Fig. 3.

The mode of action of mRNA vaccines. (a –at the injection site) Upon endocytosis by muscle-resident cells, mRNA LNPs trigger a transient inflammatory response recruiting neutrophils, monocytes and DCs to the injection site. Local and recruited APC subsets transiently express the S protein mRNA and undergo maturation in response to innate immune sensing of the mRNA. The migration of targeted/activated APCs and direct lymphatic transport of mRNA LNPs and cell debris containing S proteins, brings the S antigen to B cells and T cells in draining lymph nodes. (b – at the cellular level) To avoid lysosomal degradation, mRNA must escape the endosomes and binds to ribosomes, known as a complex and rate-limiting process, which is facilitated by the ionizable LNP carrier.
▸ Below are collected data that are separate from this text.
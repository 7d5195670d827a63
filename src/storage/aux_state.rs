//! Last-writer-wins tables for mats (bookmarks / medical notes, per day) and
//! player registrations (not day-scoped).

use serde::{Deserialize, Serialize};
use std::collections::{BTreeMap, BTreeSet};

use super::assignments::{CameraId, MAX_MAT};
use super::day::Day;

pub type MatId = u8;
pub type PlayerId = String;

/// Bookmark and medical markers are produced by the scoring clients and are
/// stored verbatim.
pub type Marker = serde_json::Value;

#[derive(Debug, Clone, Default, PartialEq, Serialize, Deserialize)]
pub struct Mat {
    #[serde(default)]
    pub bookmarks: Vec<Marker>,
    #[serde(default)]
    pub medicals: Vec<Marker>,
    #[serde(default, skip_serializing_if = "Option::is_none")]
    pub ts: Option<i64>,
}

#[derive(Debug, Clone, Default, PartialEq, Serialize, Deserialize)]
pub struct MatPatch {
    #[serde(default, skip_serializing_if = "Option::is_none")]
    pub medicals: Option<Vec<Marker>>,
    #[serde(default, skip_serializing_if = "Option::is_none")]
    pub bookmarks: Option<Vec<Marker>>,
    #[serde(default, skip_serializing_if = "Option::is_none")]
    pub ts: Option<i64>,
}

pub type DayMats = BTreeMap<MatId, Mat>;
pub type MatTable = BTreeMap<Day, DayMats>;

#[derive(Debug, Clone, Copy, PartialEq, Eq, Serialize, Deserialize)]
pub struct Player {
    pub camid: CameraId,
    #[serde(default, skip_serializing_if = "Option::is_none")]
    pub ts: Option<i64>,
}

pub type PlayerTable = BTreeMap<PlayerId, Player>;

/// Empty mats 1..=MAX_MAT.
pub fn default_mats() -> DayMats {
    (1..=MAX_MAT).map(|id| (id, Mat::default())).collect()
}

/// Make sure every mat id exists for the day, keeping whatever is there.
pub fn fill_default_mats(mats: &mut DayMats) {
    for id in 1..=MAX_MAT {
        mats.entry(id).or_default();
    }
}

pub fn is_valid_mat(mat_id: MatId) -> bool {
    (1..=MAX_MAT).contains(&mat_id)
}

/// Apply whichever lists the patch carries and stamp the mat.
pub fn apply_patch(mat: &mut Mat, patch: MatPatch, ts: i64) {
    if let Some(bookmarks) = patch.bookmarks {
        mat.bookmarks = bookmarks;
    }
    if let Some(medicals) = patch.medicals {
        mat.medicals = medicals;
    }
    mat.ts = Some(ts);
}

fn strictly_newer(theirs: Option<i64>, ours: Option<i64>) -> bool {
    match (theirs, ours) {
        (Some(t), Some(o)) => t > o,
        (Some(_), None) => true,
        _ => false,
    }
}

/// Merge a peer's mats for one day; strictly newer timestamps win.
pub fn merge_mats(local: &mut DayMats, remote: &DayMats) -> usize {
    let mut changed = 0;
    for (mat_id, theirs) in remote {
        if !is_valid_mat(*mat_id) {
            continue;
        }
        let ours = local.entry(*mat_id).or_default();
        if strictly_newer(theirs.ts, ours.ts) {
            *ours = theirs.clone();
            changed += 1;
        }
    }
    changed
}

/// Merge every peer's mat tables. Returns the days that changed.
pub fn reconcile_mats(local: &mut MatTable, remotes: &[MatTable]) -> BTreeSet<Day> {
    let mut changed = BTreeSet::new();
    for remote in remotes {
        for (day, theirs) in remote {
            let ours = local.entry(*day).or_insert_with(default_mats);
            if merge_mats(ours, theirs) > 0 {
                changed.insert(*day);
            }
        }
    }
    changed
}

/// Merge every peer's player registrations; newer timestamps win, unknown
/// players are adopted. Returns whether anything changed.
pub fn reconcile_players(local: &mut PlayerTable, remotes: &[PlayerTable]) -> bool {
    let mut changed = false;
    for remote in remotes {
        for (player_id, theirs) in remote {
            match local.get(player_id) {
                None => {
                    local.insert(player_id.clone(), *theirs);
                    changed = true;
                }
                Some(ours) if ours != theirs && strictly_newer(theirs.ts, ours.ts) => {
                    local.insert(player_id.clone(), *theirs);
                    changed = true;
                }
                Some(_) => {}
            }
        }
    }
    changed
}

#[cfg(test)]
mod tests {
    use super::*;
    use serde_json::json;

    fn day() -> Day {
        Day::parse("2024-10-09").unwrap()
    }

    #[test]
    fn test_default_mats_cover_fixed_range() {
        let mats = default_mats();
        assert_eq!(mats.len(), MAX_MAT as usize);
        assert!(mats.contains_key(&1));
        assert!(mats.contains_key(&MAX_MAT));
        assert!(!mats.contains_key(&0));
    }

    #[test]
    fn test_apply_patch_only_touches_supplied_lists() {
        let mut mat = Mat {
            bookmarks: vec![json!({"t": 1})],
            medicals: vec![json!({"t": 2})],
            ts: Some(1),
        };
        let patch = MatPatch {
            bookmarks: Some(vec![json!({"t": 3})]),
            ..Default::default()
        };
        apply_patch(&mut mat, patch, 5);

        assert_eq!(mat.bookmarks, vec![json!({"t": 3})]);
        assert_eq!(mat.medicals, vec![json!({"t": 2})]);
        assert_eq!(mat.ts, Some(5));
    }

    #[test]
    fn test_merge_mats_newer_wins() {
        let mut local = default_mats();
        local.get_mut(&1).unwrap().ts = Some(10);

        let mut remote = default_mats();
        remote.insert(1, Mat { bookmarks: vec![json!("a")], medicals: vec![], ts: Some(9) });
        remote.insert(2, Mat { bookmarks: vec![json!("b")], medicals: vec![], ts: Some(3) });

        assert_eq!(merge_mats(&mut local, &remote), 1);
        assert!(local[&1].bookmarks.is_empty());
        assert_eq!(local[&2].bookmarks, vec![json!("b")]);
    }

    #[test]
    fn test_merge_mats_ignores_out_of_range_ids() {
        let mut local = default_mats();
        let mut remote = DayMats::new();
        remote.insert(42, Mat { ts: Some(1), ..Default::default() });
        assert_eq!(merge_mats(&mut local, &remote), 0);
        assert!(!local.contains_key(&42));
    }

    #[test]
    fn test_reconcile_mats_creates_unknown_day() {
        let mut local = MatTable::new();
        let mut remote_day = default_mats();
        remote_day.get_mut(&4).unwrap().ts = Some(7);
        let remote = MatTable::from([(day(), remote_day)]);

        let changed = reconcile_mats(&mut local, &[remote]);
        assert!(changed.contains(&day()));
        assert_eq!(local[&day()].len(), MAX_MAT as usize);
        assert_eq!(local[&day()][&4].ts, Some(7));
    }

    #[test]
    fn test_reconcile_players() {
        let mut local = PlayerTable::new();
        local.insert("p1".into(), Player { camid: 1, ts: Some(10) });
        local.insert("p2".into(), Player { camid: 2, ts: Some(10) });

        let mut remote = PlayerTable::new();
        remote.insert("p1".into(), Player { camid: 5, ts: Some(11) });
        remote.insert("p2".into(), Player { camid: 6, ts: Some(9) });
        remote.insert("p3".into(), Player { camid: 7, ts: None });

        assert!(reconcile_players(&mut local, &[remote.clone()]));
        assert_eq!(local["p1"].camid, 5);
        assert_eq!(local["p2"].camid, 2);
        assert_eq!(local["p3"].camid, 7);

        // second pass is a no-op
        assert!(!reconcile_players(&mut local, &[remote]));
    }
}
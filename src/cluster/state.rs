use serde::{Deserialize, Serialize};
use std::collections::BTreeMap;

use super::node::{Claim, ClaimTs, NodeId, Peer, MAX_TS};
use crate::capture::CaptureHandle;
use crate::storage::{AssignmentTable, CameraId, ChunkIndex, Day, MatTable, PlayerTable};

/// Where a camera stands in arbitration, as seen from this node.
#[derive(Debug, Clone, Copy, PartialEq, Eq, Serialize, Deserialize)]
#[serde(rename_all = "snake_case")]
pub enum ArbiterPhase {
    /// Placeholder entry while today's data is being deleted
    Blocked,
    ClaimedRemote,
    ClaimedLocalProbation,
    ClaimedLocalStable,
}

/// Live ownership of a reachable camera. Never persisted.
pub struct CameraOwnership {
    pub owner: Option<NodeId>,
    pub ts: ClaimTs,
    /// Probation ticks left before a local claim may record
    pub checker: u8,
    pub process: Option<Box<dyn CaptureHandle>>,
}

impl CameraOwnership {
    pub fn adopted(owner: NodeId, ts: ClaimTs) -> Self {
        Self {
            owner: Some(owner),
            ts,
            checker: 0,
            process: None,
        }
    }

    pub fn local(owner: NodeId, ts: ClaimTs, checker: u8) -> Self {
        Self {
            owner: Some(owner),
            ts,
            checker,
            process: None,
        }
    }

    pub fn blocked() -> Self {
        Self {
            owner: None,
            ts: MAX_TS,
            checker: 0,
            process: None,
        }
    }

    pub fn claim(&self) -> Claim {
        Claim {
            srvid: self.owner,
            ts: self.ts,
        }
    }

    pub fn phase(&self, local_id: NodeId) -> ArbiterPhase {
        match self.owner {
            None => ArbiterPhase::Blocked,
            Some(owner) if owner != local_id => ArbiterPhase::ClaimedRemote,
            Some(_) if self.checker > 0 => ArbiterPhase::ClaimedLocalProbation,
            Some(_) => ArbiterPhase::ClaimedLocalStable,
        }
    }
}

impl std::fmt::Debug for CameraOwnership {
    fn fmt(&self, f: &mut std::fmt::Formatter<'_>) -> std::fmt::Result {
        f.debug_struct("CameraOwnership")
            .field("owner", &self.owner)
            .field("ts", &self.ts)
            .field("checker", &self.checker)
            .field("pid", &self.process.as_ref().and_then(|p| p.pid()))
            .finish()
    }
}

/// Every mutable table of a node. Lives behind the coordinator's single lock.
pub struct Tables {
    pub today: Day,
    pub recording: bool,
    /// Day whose data is currently being removed
    pub deleting: Option<Day>,
    pub peers: BTreeMap<NodeId, Peer>,
    pub assignments: AssignmentTable,
    pub mats: MatTable,
    pub players: PlayerTable,
    pub ownership: BTreeMap<CameraId, CameraOwnership>,
    /// Capture processes asked to stop that have not exited yet
    pub stopping: Vec<(CameraId, Box<dyn CaptureHandle>)>,
    pub chunks: ChunkIndex,
}

impl Tables {
    pub fn new(today: Day) -> Self {
        Self {
            today,
            recording: false,
            deleting: None,
            peers: BTreeMap::new(),
            assignments: AssignmentTable::new(),
            mats: MatTable::new(),
            players: PlayerTable::new(),
            ownership: BTreeMap::new(),
            stopping: Vec::new(),
            chunks: ChunkIndex::new(),
        }
    }

    pub fn claim_of(&self, camera_id: CameraId) -> Claim {
        self.ownership
            .get(&camera_id)
            .map(CameraOwnership::claim)
            .unwrap_or_else(Claim::unclaimed)
    }

    /// Known peers that are not waiting for a re-handshake.
    pub fn active_peer_ids(&self) -> Vec<NodeId> {
        self.peers
            .values()
            .filter(|p| !p.retry)
            .map(|p| p.id)
            .collect()
    }

    pub fn is_stopping(&self, camera_id: CameraId) -> bool {
        self.stopping.iter().any(|(id, _)| *id == camera_id)
    }

    /// Signal the camera's capture process, if any, and park it until it exits.
    pub fn stop_capture(&mut self, camera_id: CameraId) {
        let process = self
            .ownership
            .get_mut(&camera_id)
            .and_then(|entry| entry.process.take());
        if let Some(mut process) = process {
            tracing::info!("[CAM] STOP cam{:02} (pid {:?})", camera_id, process.pid());
            process.request_stop();
            self.stopping.push((camera_id, process));
        }
    }

    /// Forget the camera's ownership, stopping its capture first.
    pub fn drop_ownership(&mut self, camera_id: CameraId) -> Option<CameraOwnership> {
        self.stop_capture(camera_id);
        self.ownership.remove(&camera_id)
    }

    pub fn stop_all_captures(&mut self) {
        let ids: Vec<CameraId> = self.ownership.keys().copied().collect();
        for camera_id in ids {
            self.stop_capture(camera_id);
        }
    }

    /// Drop handles whose process has exited.
    pub fn reap_stopping(&mut self) {
        self.stopping.retain_mut(|(camera_id, process)| {
            if process.has_exited() {
                tracing::debug!("[CAM] cam{:02} capture exited", camera_id);
                false
            } else {
                true
            }
        });
    }
}
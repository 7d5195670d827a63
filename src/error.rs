use axum::{
    http::StatusCode,
    response::{IntoResponse, Json, Response},
};
use thiserror::Error;

#[derive(Error, Debug)]
pub enum CamError {
    #[error("Day '{0}' not found")]
    DayNotFound(String),

    #[error("Camera {0} not found")]
    CameraNotFound(u32),

    #[error("Mat {0} not found")]
    MatNotFound(u8),

    #[error("Player '{0}' not found")]
    PlayerNotFound(String),

    #[error("Bad Request: {0}")]
    BadRequest(String),

    #[error("Persist error: {0}")]
    PersistError(String),

    #[error("JSON error: {0}")]
    JsonError(#[from] serde_json::Error),
}

pub type CamResult<T> = Result<T, CamError>;

impl serde::Serialize for CamError {
    fn serialize<S>(&self, serializer: S) -> Result<S::Ok, S::Error>
    where
        S: serde::Serializer,
    {
        serializer.collect_str(self)
    }
}

impl CamError {
    pub fn status(&self) -> StatusCode {
        match self {
            CamError::DayNotFound(_)
            | CamError::CameraNotFound(_)
            | CamError::MatNotFound(_)
            | CamError::PlayerNotFound(_) => StatusCode::NOT_FOUND,
            CamError::BadRequest(_) | CamError::JsonError(_) => StatusCode::BAD_REQUEST,
            CamError::PersistError(_) => StatusCode::INTERNAL_SERVER_ERROR,
        }
    }
}

impl IntoResponse for CamError {
    fn into_response(self) -> Response {
        let status = self.status();
        let body = serde_json::json!({
            "error": self.to_string(),
            "code": status.as_u16(),
        });

        (status, Json(body)).into_response()
    }
}

#[cfg(test)]
mod tests {
    use super::*;

    #[test]
    fn test_error_messages() {
        let err = CamError::DayNotFound("2024-10-09".to_string());
        assert_eq!(err.to_string(), "Day '2024-10-09' not found");

        let err = CamError::CameraNotFound(7);
        assert_eq!(err.to_string(), "Camera 7 not found");

        let err = CamError::MatNotFound(3);
        assert_eq!(err.to_string(), "Mat 3 not found");

        let err = CamError::BadRequest("mat out of range".to_string());
        assert_eq!(err.to_string(), "Bad Request: mat out of range");

        let err = CamError::PersistError("disk full".to_string());
        assert_eq!(err.to_string(), "Persist error: disk full");
    }

    #[test]
    fn test_status_mapping() {
        assert_eq!(CamError::DayNotFound("x".into()).status(), StatusCode::NOT_FOUND);
        assert_eq!(CamError::PlayerNotFound("p1".into()).status(), StatusCode::NOT_FOUND);
        assert_eq!(CamError::BadRequest("x".into()).status(), StatusCode::BAD_REQUEST);
        assert_eq!(
            CamError::PersistError("x".into()).status(),
            StatusCode::INTERNAL_SERVER_ERROR
        );
    }

    #[test]
    fn test_error_serializes_as_message() {
        let err = CamError::CameraNotFound(12);
        let json = serde_json::to_string(&err).unwrap();
        assert_eq!(json, "\"Camera 12 not found\"");
    }

    #[tokio::test]
    async fn test_into_response_body() {
        let response = CamError::MatNotFound(9).into_response();
        assert_eq!(response.status(), StatusCode::NOT_FOUND);

        let body = axum::body::to_bytes(response.into_body(), 1024).await.unwrap();
        let value: serde_json::Value = serde_json::from_slice(&body).unwrap();
        assert_eq!(value["code"], 404);
        assert_eq!(value["error"], "Mat 9 not found");
    }
}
After translation and transport of S proteins through the endoplasmatic reticulum and Golgi apparatus, S proteins are exposed as prefusion-stabilized trimer constructs at the cell surface. This membrane-bound S antigen can efficiently be recognized and internalized by B cells, which leads to a series of events activating B cells responses towards neutralizing antibody generation against the S protein. Moreover, the expressed S antigens can gain access to the MHC class I antigen presentation pathway to prime CD8⁺ T cells that can eliminate infected cells, while recycling mechanisms allow the presentation of antigenic epitopes in MHC-II complexes to CD4⁺ helper T cells, especially needed to promote the antibody production by providing B cell help. Abbreviations: APC; Antigen presenting cell, RBD; Receptor binding domain, MHC; major histocompatibility complex.